25
Yorum
0
Beğeni
0,0
Puan
4159
Okunma
ÖNSÖZ
Şiir, insanı ılık bir meltemle Sahralara, okyanuslara, yüce dağlara, erişilmez gönüllere, kırılmaz zincirlere, iflah olmaz kederlere, tarif edilemez neşelere, hepsinden önemlisi, belki de yalnızca bize ait müstakil bir ülkeye götüren en ince fakat en sağlam köprü…

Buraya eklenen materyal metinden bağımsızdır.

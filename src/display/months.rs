//! Month list formatting

use crate::models::{format_amount, format_meals, MonthKey};
use crate::services::MonthlySettlement;

/// Format the stored months with their headline figures
pub fn format_month_list(
    settlements: &[MonthlySettlement],
    selected: MonthKey,
    symbol: &str,
) -> String {
    if settlements.is_empty() {
        return "No months recorded yet.".to_string();
    }

    let mut output = String::new();
    output.push_str(&format!(
        "  {:<8}  {:>7}  {:>8}  {:>10}  {:>14}\n",
        "Month", "Members", "Meals", "Meal Rate", "Total Expense"
    ));
    output.push_str(&format!(
        "  {:-<8}  {:->7}  {:->8}  {:->10}  {:->14}\n",
        "", "", "", "", ""
    ));

    for settlement in settlements {
        let marker = if settlement.month == selected { "*" } else { " " };
        output.push_str(&format!(
            "{} {:<8}  {:>7}  {:>8}  {:>10}  {:>14}\n",
            marker,
            settlement.month.to_string(),
            settlement.members.len(),
            format_meals(settlement.summary.total_meals),
            format_amount(settlement.summary.meal_rate, "", 2),
            format_amount(settlement.summary.total_expense, symbol, 2),
        ));
    }

    output
}

/// Format the selected month with its neighbours
pub fn format_month_navigation(selected: MonthKey) -> String {
    format!(
        "Selected: {}   (previous: --month {}, next: --month {})\n",
        selected,
        selected.prev(),
        selected.next()
    )
}

/// Format the navigable month range, marking months that already have data
pub fn format_selectable_months(
    range: &[MonthKey],
    stored: &[MonthKey],
    selected: MonthKey,
) -> String {
    let mut output = String::new();
    let mut current_year = None;

    for month in range {
        if current_year != Some(month.year()) {
            if current_year.is_some() {
                output.push('\n');
            }
            output.push_str(&format!("{}:", month.year()));
            current_year = Some(month.year());
        }

        let tag = if *month == selected {
            "*"
        } else if stored.contains(month) {
            "+"
        } else {
            " "
        };
        output.push_str(&format!(" {}{}", month, tag));
    }

    output.push_str("\n\n* selected   + has data\n");
    output
}

#[cfg(test)]
mod tests {
    use super::*;
    use crate::models::{Member, MonthlyRecord};
    use crate::services::settle_month;
    use chrono::NaiveDate;

    fn month(s: &str) -> MonthKey {
        MonthKey::parse(s).unwrap()
    }

    #[test]
    fn test_month_list() {
        let mut member = Member::new("A");
        member.meals = 10.0;
        member.bazar_cost = 500.0;
        let sep = MonthlyRecord::empty(month("Sep-25")).with_member_added(member);
        let oct = MonthlyRecord::empty(month("Oct-25"));

        let output = format_month_list(
            &[settle_month(&sep), settle_month(&oct)],
            month("Oct-25"),
            "৳",
        );
        assert!(output.contains("Sep-25"));
        assert!(output.contains("50.00"));
        assert!(output.contains("৳500.00"));
        assert!(output.contains("* Oct-25"));
    }

    #[test]
    fn test_empty_month_list() {
        assert_eq!(
            format_month_list(&[], month("Oct-25"), "৳"),
            "No months recorded yet."
        );
    }

    #[test]
    fn test_month_navigation() {
        assert_eq!(
            format_month_navigation(month("Jan-26")),
            "Selected: Jan-26   (previous: --month Dec-25, next: --month Feb-26)\n"
        );
    }

    #[test]
    fn test_selectable_months() {
        let today = NaiveDate::from_ymd_opt(2025, 9, 1).unwrap();
        let range = MonthKey::selectable_range(today);
        let output = format_selectable_months(&range, &[month("Aug-25")], month("Sep-25"));

        assert!(output.starts_with("2024:"));
        assert!(output.contains("Aug-25+"));
        assert!(output.contains("Sep-25*"));
        assert!(output.contains("2026:"));
    }
}
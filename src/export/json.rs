//! JSON Export functionality
//!
//! Exports monthly records together with their computed settlements.

use chrono::{DateTime, Utc};
use serde::Serialize;
use std::io::Write;

use crate::error::{MessError, MessResult};
use crate::models::{MemberId, MonthlyRecord};
use crate::services::{settle_month, MemberBalance, Settlement, SummaryStats};

/// Current export schema version
pub const EXPORT_SCHEMA_VERSION: &str = "1.0.0";

/// Full export structure
#[derive(Debug, Clone, Serialize)]
pub struct FullExport {
    /// Schema version for compatibility checking
    pub schema_version: String,

    /// Export timestamp
    pub exported_at: DateTime<Utc>,

    /// Application version that created the export
    pub app_version: String,

    /// Exported months, oldest first
    pub months: Vec<MonthExport>,
}

/// One month: the stored record and what it settles to
#[derive(Debug, Clone, Serialize)]
pub struct MonthExport {
    pub record: MonthlyRecord,
    pub summary: SummaryStats,
    pub balances: Vec<BalanceExport>,
}

/// A member's computed balance, keyed by member
#[derive(Debug, Clone, Serialize)]
pub struct BalanceExport {
    pub member_id: MemberId,
    pub name: String,
    #[serde(flatten)]
    pub balance: MemberBalance,
    pub settlement: Settlement,
}

impl MonthExport {
    pub fn from_record(record: &MonthlyRecord) -> Self {
        let settlement = settle_month(record);
        let balances = settlement
            .members
            .into_iter()
            .map(|row| BalanceExport {
                member_id: row.member.id,
                name: row.member.name,
                balance: row.balance,
                settlement: row.settlement,
            })
            .collect();

        Self {
            record: record.clone(),
            summary: settlement.summary,
            balances,
        }
    }
}

impl FullExport {
    /// Build an export from the given records
    pub fn from_records(records: &[MonthlyRecord]) -> Self {
        let mut records: Vec<&MonthlyRecord> = records.iter().collect();
        records.sort_by_key(|r| r.month);

        Self {
            schema_version: EXPORT_SCHEMA_VERSION.to_string(),
            exported_at: Utc::now(),
            app_version: env!("CARGO_PKG_VERSION").to_string(),
            months: records.into_iter().map(MonthExport::from_record).collect(),
        }
    }
}

/// Export records and settlements to JSON
pub fn export_full_json<W: Write>(
    records: &[MonthlyRecord],
    writer: &mut W,
    pretty: bool,
) -> MessResult<()> {
    let export = FullExport::from_records(records);

    if pretty {
        serde_json::to_writer_pretty(writer, &export)
    } else {
        serde_json::to_writer(writer, &export)
    }
    .map_err(|e| MessError::Export(e.to_string()))?;

    Ok(())
}
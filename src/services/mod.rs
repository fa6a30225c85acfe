//! Service layer for mess-ledger
//!
//! `allocation` holds the pure cost-allocation functions; `mess` applies
//! edits to a month's record on top of the storage layer.

pub mod allocation;
pub mod mess;

pub use allocation::{
    compute_member_balance, compute_summary, settle_month, MemberBalance, MemberSettlement,
    MonthlySettlement, Settlement, SummaryStats,
};
pub use mess::MessService;
//! Monthly record repository for JSON storage
//!
//! Holds every month's record in insertion order and persists them to
//! mess.json as a single array. At most one record exists per month.

use std::path::PathBuf;
use std::sync::RwLock;

use tracing::{debug, warn};

use crate::error::MessError;
use crate::models::{MonthKey, MonthlyRecord};

use super::file_io::{quarantine, read_json, write_json_atomic};

/// Repository for monthly record persistence
pub struct RecordRepository {
    path: PathBuf,
    records: RwLock<Vec<MonthlyRecord>>,
}

impl RecordRepository {
    /// Create a new record repository
    pub fn new(path: PathBuf) -> Self {
        Self {
            path,
            records: RwLock::new(Vec::new()),
        }
    }

    pub fn path(&self) -> &PathBuf {
        &self.path
    }

    /// Load records from disk
    ///
    /// A missing file yields an empty store. An unreadable or unparseable file
    /// also yields an empty store: the failure is logged and the file is moved
    /// to `mess.json.corrupt`, never reported to the caller.
    pub fn load(&self) -> Result<(), MessError> {
        let loaded: Vec<MonthlyRecord> = match read_json(&self.path) {
            Ok(records) => records,
            Err(e) => {
                warn!(error = %e, "stored mess data is unreadable, starting empty");
                match quarantine(&self.path) {
                    Ok(moved) => warn!(path = %moved.display(), "moved unreadable data aside"),
                    Err(e) => warn!(error = %e, "could not move unreadable data aside"),
                }
                Vec::new()
            }
        };

        let mut unique: Vec<MonthlyRecord> = Vec::with_capacity(loaded.len());
        for record in loaded {
            if unique.iter().any(|r| r.month == record.month) {
                warn!(month = %record.month, "ignoring duplicate record for month");
                continue;
            }
            unique.push(record);
        }

        debug!(count = unique.len(), path = %self.path.display(), "loaded monthly records");

        let mut records = self
            .records
            .write()
            .map_err(|e| MessError::Storage(format!("Failed to acquire write lock: {}", e)))?;
        *records = unique;

        Ok(())
    }

    /// Save records to disk
    pub fn save(&self) -> Result<(), MessError> {
        let records = self
            .records
            .read()
            .map_err(|e| MessError::Storage(format!("Failed to acquire read lock: {}", e)))?;

        write_json_atomic(&self.path, &*records)?;
        debug!(count = records.len(), path = %self.path.display(), "saved monthly records");
        Ok(())
    }

    /// Get the record for a month, if one exists
    pub fn get(&self, month: MonthKey) -> Result<Option<MonthlyRecord>, MessError> {
        let records = self
            .records
            .read()
            .map_err(|e| MessError::Storage(format!("Failed to acquire read lock: {}", e)))?;

        Ok(records.iter().find(|r| r.month == month).cloned())
    }

    /// Get the record for a month, creating an empty one if absent
    pub fn get_or_create(&self, month: MonthKey) -> Result<MonthlyRecord, MessError> {
        let mut records = self
            .records
            .write()
            .map_err(|e| MessError::Storage(format!("Failed to acquire write lock: {}", e)))?;

        if let Some(existing) = records.iter().find(|r| r.month == month) {
            return Ok(existing.clone());
        }

        debug!(%month, "creating record for month");
        let record = MonthlyRecord::empty(month);
        records.push(record.clone());
        Ok(record)
    }

    /// Replace the record for its month, appending it if the month is new
    pub fn replace(&self, record: MonthlyRecord) -> Result<(), MessError> {
        let mut records = self
            .records
            .write()
            .map_err(|e| MessError::Storage(format!("Failed to acquire write lock: {}", e)))?;

        match records.iter_mut().find(|r| r.month == record.month) {
            Some(slot) => *slot = record,
            None => records.push(record),
        }
        Ok(())
    }

    /// Get all records in chronological order
    pub fn get_all(&self) -> Result<Vec<MonthlyRecord>, MessError> {
        let records = self
            .records
            .read()
            .map_err(|e| MessError::Storage(format!("Failed to acquire read lock: {}", e)))?;

        let mut all = records.clone();
        all.sort_by_key(|r| r.month);
        Ok(all)
    }

    pub fn count(&self) -> Result<usize, MessError> {
        let records = self
            .records
            .read()
            .map_err(|e| MessError::Storage(format!("Failed to acquire read lock: {}", e)))?;
        Ok(records.len())
    }
}

#[cfg(test)]
mod tests {
    use super::*;
    use crate::models::{Member, SharedCategory};
    use tempfile::TempDir;

    fn create_test_repo() -> (TempDir, RecordRepository) {
        let temp_dir = TempDir::new().unwrap();
        let path = temp_dir.path().join("mess.json");
        let repo = RecordRepository::new(path);
        (temp_dir, repo)
    }

    fn month(s: &str) -> MonthKey {
        MonthKey::parse(s).unwrap()
    }

    #[test]
    fn test_empty_load() {
        let (_temp_dir, repo) = create_test_repo();
        repo.load().unwrap();
        assert_eq!(repo.count().unwrap(), 0);
    }

    #[test]
    fn test_corrupted_file_loads_empty() {
        let (temp_dir, repo) = create_test_repo();
        std::fs::write(repo.path(), "{ this is not [ json").unwrap();

        repo.load().unwrap();

        assert_eq!(repo.count().unwrap(), 0);
        assert!(temp_dir.path().join("mess.json.corrupt").exists());
    }

    #[test]
    fn test_wrong_shape_loads_empty() {
        let (_temp_dir, repo) = create_test_repo();
        std::fs::write(repo.path(), r#"{"month": "Sep-25"}"#).unwrap();

        repo.load().unwrap();
        assert_eq!(repo.count().unwrap(), 0);
    }

    #[test]
    fn test_get_or_create() {
        let (_temp_dir, repo) = create_test_repo();
        repo.load().unwrap();

        assert!(repo.get(month("Sep-25")).unwrap().is_none());

        let created = repo.get_or_create(month("Sep-25")).unwrap();
        assert_eq!(created, MonthlyRecord::empty(month("Sep-25")));
        assert_eq!(repo.count().unwrap(), 1);

        repo.get_or_create(month("Sep-25")).unwrap();
        assert_eq!(repo.count().unwrap(), 1);
    }

    #[test]
    fn test_replace_keeps_one_record_per_month() {
        let (_temp_dir, repo) = create_test_repo();
        repo.load().unwrap();

        let record = repo.get_or_create(month("Sep-25")).unwrap();
        let updated = record.with_member_added(Member::new("Rahim"));
        repo.replace(updated.clone()).unwrap();

        assert_eq!(repo.count().unwrap(), 1);
        assert_eq!(repo.get(month("Sep-25")).unwrap().unwrap(), updated);

        repo.replace(MonthlyRecord::empty(month("Oct-25"))).unwrap();
        assert_eq!(repo.count().unwrap(), 2);
    }

    #[test]
    fn test_save_and_reload() {
        let (temp_dir, repo) = create_test_repo();
        repo.load().unwrap();

        let record = MonthlyRecord::empty(month("Sep-25"))
            .with_member_added(Member::new("Rahim"))
            .with_shared_expense(SharedCategory::Gas, 120.0);
        repo.replace(record.clone()).unwrap();
        repo.replace(MonthlyRecord::empty(month("Aug-25"))).unwrap();
        repo.save().unwrap();

        let repo2 = RecordRepository::new(temp_dir.path().join("mess.json"));
        repo2.load().unwrap();

        assert_eq!(repo2.count().unwrap(), 2);
        assert_eq!(repo2.get(month("Sep-25")).unwrap().unwrap(), record);
        assert_eq!(
            repo2
                .get_all()
                .unwrap()
                .iter()
                .map(|r| r.month)
                .collect::<Vec<_>>(),
            vec![month("Aug-25"), month("Sep-25")]
        );
    }

    #[test]
    fn test_duplicate_months_keep_first() {
        let (_temp_dir, repo) = create_test_repo();
        let blob = r#"[
            {"month": "Sep-25", "members": [], "sharedExpenses": {"bua": 1, "wifi": 0, "electricity": 0, "gas": 0, "other": 0}},
            {"month": "Sep-25", "members": [], "sharedExpenses": {"bua": 2, "wifi": 0, "electricity": 0, "gas": 0, "other": 0}}
        ]"#;
        std::fs::write(repo.path(), blob).unwrap();

        repo.load().unwrap();
        assert_eq!(repo.count().unwrap(), 1);
        let record = repo.get(month("Sep-25")).unwrap().unwrap();
        assert_eq!(record.shared_expenses.bua, 1.0);
    }

    #[test]
    fn test_reads_persisted_layout() {
        let (_temp_dir, repo) = create_test_repo();
        let blob = r#"[{
            "month": "Sep-25",
            "members": [
                {"id": "550e8400-e29b-41d4-a716-446655440000", "name": "Rahim", "meals": 40.5, "bazarCost": 2000}
            ],
            "sharedExpenses": {"bua": 500, "wifi": 200, "electricity": 300, "gas": 100, "other": 0}
        }]"#;
        std::fs::write(repo.path(), blob).unwrap();

        repo.load().unwrap();
        let record = repo.get(month("Sep-25")).unwrap().unwrap();
        assert_eq!(record.members[0].meals, 40.5);
        assert_eq!(record.shared_expenses.total(), 1100.0);
    }

    #[test]
    fn test_non_uuid_member_ids_load() {
        let (temp_dir, repo) = create_test_repo();
        let blob = r#"[
            {"month": "Aug-25", "members": [{"id": "m-1", "name": "Rahim", "meals": 10, "bazarCost": 300}]},
            {"month": "Sep-25", "members": [{"id": "550e8400-e29b-41d4-a716-446655440000", "name": "Karim", "meals": 5, "bazarCost": 0}]}
        ]"#;
        std::fs::write(repo.path(), blob).unwrap();

        repo.load().unwrap();

        assert_eq!(repo.count().unwrap(), 2);
        assert!(!temp_dir.path().join("mess.json.corrupt").exists());
        let aug = repo.get(month("Aug-25")).unwrap().unwrap();
        assert_eq!(aug.members[0].id.as_str(), "m-1");
        assert_eq!(aug.find_member("m-1").unwrap().name, "Rahim");

        repo.save().unwrap();
        let saved = std::fs::read_to_string(repo.path()).unwrap();
        assert!(saved.contains(r#""id": "m-1""#));
    }
}
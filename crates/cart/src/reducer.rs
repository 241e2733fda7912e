//! Pure cart state transitions.
//!
//! [`cart_reducer`] maps `(cart, action)` to the next cart. It never fails and
//! has no side effects; malformed input was already normalized when the items
//! were decoded (unknown quantities are zero).

use cartsync_core::{Cart, CartItem, ProductId};

/// A cart mutation.
#[derive(Debug, Clone, PartialEq)]
pub enum CartAction {
    /// Replace all items (hydration result).
    SetCart(Vec<CartItem>),
    /// Fold another cart in, summing quantities of shared products.
    MergeCart(Option<Cart>),
    /// Add an item, summing with an existing entry for the same product.
    AddItem(CartItem),
    /// Remove the entry for a product.
    DeleteItem(ProductId),
    /// Remove everything.
    ClearCart,
}

impl CartAction {
    /// Action name for logs.
    #[must_use]
    pub const fn name(&self) -> &'static str {
        match self {
            Self::SetCart(_) => "SET_CART",
            Self::MergeCart(_) => "MERGE_CART",
            Self::AddItem(_) => "ADD_ITEM",
            Self::DeleteItem(_) => "DELETE_ITEM",
            Self::ClearCart => "CLEAR_CART",
        }
    }
}

/// Apply an action to a cart.
///
/// - `SetCart`: replaces wholesale; duplicates in the payload are folded
/// - `MergeCart`: union with quantities summed per product; `None` or an
///   empty cart leaves the cart unchanged
/// - `AddItem`: existing product gets `existing + incoming`, else appended
/// - `DeleteItem`: removes the product, no-op if absent
/// - `ClearCart`: empty cart
#[must_use]
pub fn cart_reducer(mut cart: Cart, action: CartAction) -> Cart {
    match action {
        CartAction::SetCart(items) => Cart::from_items(items),
        CartAction::MergeCart(incoming) => {
            for item in incoming.map(Cart::into_items).unwrap_or_default() {
                cart.accumulate(item);
            }
            cart
        }
        CartAction::AddItem(item) => {
            cart.accumulate(item);
            cart
        }
        CartAction::DeleteItem(id) => {
            cart.remove(&id);
            cart
        }
        CartAction::ClearCart => Cart::new(),
    }
}
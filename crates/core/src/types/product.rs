//! Product snapshots fetched from the catalog.

use serde::{Deserialize, Serialize};
use serde_json::{Map, Value};

use crate::{Money, ProductId};

/// A resolved product as returned by the catalog.
///
/// Only the id and pricing data are interpreted here. Every other field the
/// backend returns is preserved in `extra` so a snapshot survives a serde
/// round trip unchanged.
#[derive(Debug, Clone, PartialEq, Serialize, Deserialize)]
pub struct ProductSnapshot {
    /// Catalog id.
    pub id: ProductId,
    /// Display title.
    #[serde(default, skip_serializing_if = "Option::is_none")]
    pub title: Option<String>,
    /// Serialized price list, `{"data": [{"unit_amount": 1999, ...}, ...]}`.
    #[serde(rename = "priceJSON", default, skip_serializing_if = "Option::is_none")]
    pub price_json: Option<String>,
    /// Remaining backend fields.
    #[serde(flatten)]
    pub extra: Map<String, Value>,
}

impl ProductSnapshot {
    /// Create a snapshot with just an id and price data.
    #[must_use]
    pub fn new(id: ProductId, price_json: Option<String>) -> Self {
        Self {
            id,
            title: None,
            price_json,
            extra: Map::new(),
        }
    }

    /// Unit price of the first listed price, or zero if the price data is
    /// missing or unparsable.
    #[must_use]
    pub fn unit_amount(&self) -> Money {
        self.price_json
            .as_deref()
            .and_then(first_unit_amount)
            .map_or(Money::ZERO, Money::from_minor)
    }
}

#[allow(clippy::cast_possible_truncation)] // Float prices are rounded to whole cents
fn first_unit_amount(price_json: &str) -> Option<i64> {
    let prices: Value = serde_json::from_str(price_json).ok()?;
    let amount = prices.get("data")?.get(0)?.get("unit_amount")?;

    amount.as_i64().or_else(|| {
        amount
            .as_f64()
            .filter(|f| f.is_finite())
            .map(|f| f.round() as i64)
    })
}
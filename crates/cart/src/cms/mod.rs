//! CMS backend collaborators: product catalog and user cart record.
//!
//! # Architecture
//!
//! The cart core only ever talks to the backend through two narrow traits:
//!
//! - [`ProductCatalog`] - "fetch product by id", used by hydration
//! - [`UserCartStore`] - "persist cart for user", used by the persistence bridge
//!
//! [`CmsClient`] implements both over HTTP with `reqwest`, and also exposes
//! the signed-in user (`/api/users/me`) which the CLI uses as its auth source.
//! Product snapshots are cached in memory via `moka`.
//!
//! # Example
//!
//! ```rust,ignore
//! use cartsync::cms::{CmsClient, ProductCatalog};
//!
//! let client = CmsClient::new(&config.server)?;
//! let product = client.fetch_product(&ProductId::parse("64f0c2")?).await?;
//! println!("{}", product.unit_amount());
//! ```

mod client;

pub use client::CmsClient;

use async_trait::async_trait;
use thiserror::Error;

use cartsync_core::{PersistedCart, ProductId, ProductSnapshot, UserId};

/// Errors that can occur when interacting with the CMS backend.
#[derive(Debug, Error)]
pub enum CmsError {
    /// HTTP request failed.
    #[error("HTTP error: {0}")]
    Http(#[from] reqwest::Error),

    /// API returned an error response.
    #[error("API error: {status} - {message}")]
    Api { status: u16, message: String },

    /// JSON parsing failed.
    #[error("JSON parse error: {0}")]
    Parse(#[from] serde_json::Error),

    /// Resource not found.
    #[error("Not found: {0}")]
    NotFound(String),

    /// Rate limited by the backend.
    #[error("Rate limited, retry after {0} seconds")]
    RateLimited(u64),

    /// Request requires a signed-in user.
    #[error("Unauthorized")]
    Unauthorized,

    /// The configured base URL cannot carry a path.
    #[error("Invalid base URL: {0}")]
    InvalidUrl(String),
}

/// "Fetch product by id".
#[async_trait]
pub trait ProductCatalog: Send + Sync {
    /// Resolve a product id to its full snapshot.
    ///
    /// # Errors
    ///
    /// Returns `CmsError::NotFound` if the product does not exist, or another
    /// `CmsError` if the lookup fails.
    async fn fetch_product(&self, id: &ProductId) -> Result<ProductSnapshot, CmsError>;
}

/// "Persist cart for user".
#[async_trait]
pub trait UserCartStore: Send + Sync {
    /// Replace the cart field of a user record with a flattened cart.
    ///
    /// Must be idempotent: the bridge may send the same payload again.
    ///
    /// # Errors
    ///
    /// Returns `CmsError` if the update is rejected or fails in transit.
    async fn persist_user_cart(&self, user: &UserId, cart: &PersistedCart)
    -> Result<(), CmsError>;
}

#[cfg(test)]
mod tests {
    use super::*;

    #[test]
    fn test_cms_error_display() {
        let err = CmsError::NotFound("product 64f0".to_string());
        assert_eq!(err.to_string(), "Not found: product 64f0");

        let err = CmsError::Api {
            status: 403,
            message: "forbidden".to_string(),
        };
        assert_eq!(err.to_string(), "API error: 403 - forbidden");
    }

    #[test]
    fn test_rate_limited_error() {
        let err = CmsError::RateLimited(60);
        assert_eq!(err.to_string(), "Rate limited, retry after 60 seconds");
    }
}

Bir şiire merhaba demek, bir yakadan bir yakaya geçmeyi murad etmekle başlar. Bir tarafta biz, köprünün sisle örtülü ucunda ise bilinmez bir ülke. Bu bir serüven…Hüma kuşu, Semender, Şahmeran, belki Pegasus, Medusa ya da Frankenstein birer masal kahramanı olmaktan çıkacak, bir şairin dizelerinden geçip karşılayacak bizi. Belki bir ana kucağı; mor entarisine gizlediği hüzünlü ve müşfik şefkatiyle sarmalayacak üşüyen yanlarımızı. Belki vefasız bir yar, hülya olmaktan çıkacak, ezel ve ebede açılan kollarını sunacak kırık kalbimize. Ya da, Fırat kenarından aşırdığı bir taş ile bin beter ezecek umutlarımızı. Kurak bir ovada top peşinde koşan çocuklar arasına karışıp, tepemizdeki sonsuz ve lekesiz maviye kaldıracağız başımızı. Ya da yıkık bir duvarın dibinde, dizlerini karnına çekmiş ağlayan yetim bir çocuk, bize acı şehrine ne yönden gidileceğini gösterecek küçük çamurlu parmaklarıyla. Yumruklarımızı sımsıkı mühürleyen kavgaların içinde açacağız gözlerimizi. Kör bir kurşun bütün bir ömür içimizde gizlediğimiz ne varsa vuracak; düşeceğiz. Sonra bir turna geçecek üzerimizden, güneşli bir ikindi vakti. Gözleri gece karası…Varıp ahvalimizi anlatacak Hüda’ya…Perde yavaşça kapanırken ömür sahnesinde, bir huri, -ki adı ille de Mimoza- bir tas içinde ab-ı hayat sunacak kurak dudaklarımıza. Belki en güzel oyunları da bu bilinmez yakada oynayacağız. Belki balon satan amcalar bekleyecek bizi bin yıllık bir muştu gibi. Sislerin ardında, ta doğumdan kulaklarımızda kalan bir ezgi yıkayacak alın yazımızı. Bütün bunları bilmeden, köprüyü, yani bizi bir başka boyuta taşıyacak olan şiiri adımlamaya başlarız. Ne çıkarsa bahtımıza. Yeter ki, gidelim.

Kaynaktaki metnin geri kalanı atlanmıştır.